Danny Morrison was one of four senior republicans who addressed an audience of nearly 200 people at the Radisson Hotel.
Also speaking at the event were Seanna Walsh, the former OC of the IRA in Long Kesh, Mary Doyle, a former Armagh women’s prisoner who took part in the 1980 hunger strike and Derry woman Mary Nelis, whose two sons were on the blanket.
The National Hunger Strike Exhibition was also on display, featuring many pictures and items from both the 1980 and 1981 Hunger Strikes.
Addressing the audience, writer Morrison said the history of the Irish conflict and Irish republicanism had shown that the British government had repeatedly tried to humiliate prisoners in order to defeat republicans outside prison.
But he said that ‘I personally believe the Hunger Strikes were a victory for Irish republicans’ and that they would ‘ultimately lead to a united Ireland.’
Morrison, who liaised with the hunger strikers at the time, said he believed the protests which led to the deaths of 10 republican prisoners was ‘our 1916’ and was rebellion that would lead ultimately to the goal of a 32-county republic.
He also said he wanted to dispel the myth that putting Bobby Sands up as a candidate for the Fermanagh/South Tyrone by-election in 1981 (he was subsequently elected) was part of a pre-meditated strategy.

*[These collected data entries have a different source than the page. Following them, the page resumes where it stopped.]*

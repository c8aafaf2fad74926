//! Schema configuration: where the track store keeps each field.
//!
//! Every table has a default. A JSON file only names the tables that differ;
//! within a named table only the table name (and a link table's `other_id`)
//! is required:
//!
//! ```json
//! { "tracks": { "table": "Track", "date_added": "dateAdded" } }
//! ```

use serde::{Deserialize, Serialize};
use std::fs;
use std::path::{Path, PathBuf};
use thiserror::Error;

#[derive(Debug, Error)]
pub enum ConfigError {
    #[error("config file does not exist: {}", .0.display())]
    NotFound(PathBuf),

    #[error("failed to read config file {}: {source}", .path.display())]
    Io {
        path: PathBuf,
        #[source]
        source: std::io::Error,
    },

    #[error("failed to parse JSON config file {}: {source}", .path.display())]
    Json {
        path: PathBuf,
        #[source]
        source: serde_json::Error,
    },
}

#[derive(Debug, Clone, PartialEq, Eq, Serialize, Deserialize)]
#[serde(default)]
pub struct TracksTable {
    pub table: String,
    pub id: String,
    pub user_id: String,
    pub name: String,
    pub explicit: String,
    pub album_id: String,
    pub date_added: String,
}

impl Default for TracksTable {
    fn default() -> Self {
        Self {
            table: "tracks".to_string(),
            id: "id".to_string(),
            user_id: "user_id".to_string(),
            name: "name".to_string(),
            explicit: "explicit".to_string(),
            album_id: "album_id".to_string(),
            date_added: "date_added".to_string(),
        }
    }
}

#[derive(Debug, Clone, PartialEq, Eq, Serialize, Deserialize)]
#[serde(default)]
pub struct AlbumsTable {
    pub table: String,
    pub id: String,
    pub name: String,
    pub release_date: String,
}

impl Default for AlbumsTable {
    fn default() -> Self {
        Self {
            table: "albums".to_string(),
            id: "id".to_string(),
            name: "name".to_string(),
            release_date: "release_date".to_string(),
        }
    }
}

/// A table with an id and a name: artists and labels.
#[derive(Debug, Clone, PartialEq, Eq, Serialize, Deserialize)]
pub struct NamedTable {
    pub table: String,
    #[serde(default = "default_id")]
    pub id: String,
    #[serde(default = "default_name")]
    pub name: String,
}

impl NamedTable {
    fn new(table: &str) -> Self {
        Self {
            table: table.to_string(),
            id: default_id(),
            name: default_name(),
        }
    }
}

/// A many-to-many link from tracks to artists or labels.
#[derive(Debug, Clone, PartialEq, Eq, Serialize, Deserialize)]
pub struct JoinTable {
    pub table: String,
    #[serde(default = "default_track_id")]
    pub track_id: String,
    /// Column referencing the other side of the link
    pub other_id: String,
}

impl JoinTable {
    fn new(table: &str, other_id: &str) -> Self {
        Self {
            table: table.to_string(),
            track_id: default_track_id(),
            other_id: other_id.to_string(),
        }
    }
}

fn default_id() -> String {
    "id".to_string()
}

fn default_name() -> String {
    "name".to_string()
}

fn default_track_id() -> String {
    "track_id".to_string()
}

/// Table and column names used when translating predicates into SQL.
#[derive(Debug, Clone, PartialEq, Eq, Serialize, Deserialize)]
#[serde(default)]
pub struct SchemaConfig {
    pub tracks: TracksTable,
    pub albums: AlbumsTable,
    pub artists: NamedTable,
    pub track_artists: JoinTable,
    pub labels: NamedTable,
    pub track_labels: JoinTable,
}

impl Default for SchemaConfig {
    fn default() -> Self {
        Self {
            tracks: TracksTable::default(),
            albums: AlbumsTable::default(),
            artists: NamedTable::new("artists"),
            track_artists: JoinTable::new("track_artists", "artist_id"),
            labels: NamedTable::new("labels"),
            track_labels: JoinTable::new("track_labels", "label_id"),
        }
    }
}

impl SchemaConfig {
    /// Loads a schema mapping from a JSON file.
    pub fn from_json_file<P: AsRef<Path>>(path: P) -> Result<Self, ConfigError> {
        let path = path.as_ref();

        if !path.exists() {
            return Err(ConfigError::NotFound(path.to_path_buf()));
        }

        let content = fs::read_to_string(path).map_err(|source| ConfigError::Io {
            path: path.to_path_buf(),
            source,
        })?;

        let config = serde_json::from_str(&content).map_err(|source| ConfigError::Json {
            path: path.to_path_buf(),
            source,
        })?;

        tracing::debug!(path = %path.display(), "loaded schema config");
        Ok(config)
    }
}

Seanna Walsh told the audience how Father Denis Faul had warned the prisoners that the decision to stand in elections north and south (Kieran Doherty was elected a TD in the south) was a mistake.
“He told us that people would support us, they would keep guns for us and shelter people on the run, but that the people of Ireland would never vote for us,” said Walsh.
He also revealed that the IRA had fought against the hunger strike and it was the prisoners who were in control.
Asked by a member of the audience what he would say to anyone who wanted to join dissidents now, Walsh said the ‘armed struggle’ had emerged out of a desire for equality and was a response to a repressive state in 1970.
He said the conditions for an armed struggle no longer existed.
“We were once activists with guns. We are now activists without guns; it’s still the same struggle and the struggle goes on for a 32-county Irish republic, free from British interference,” said the former IRA man.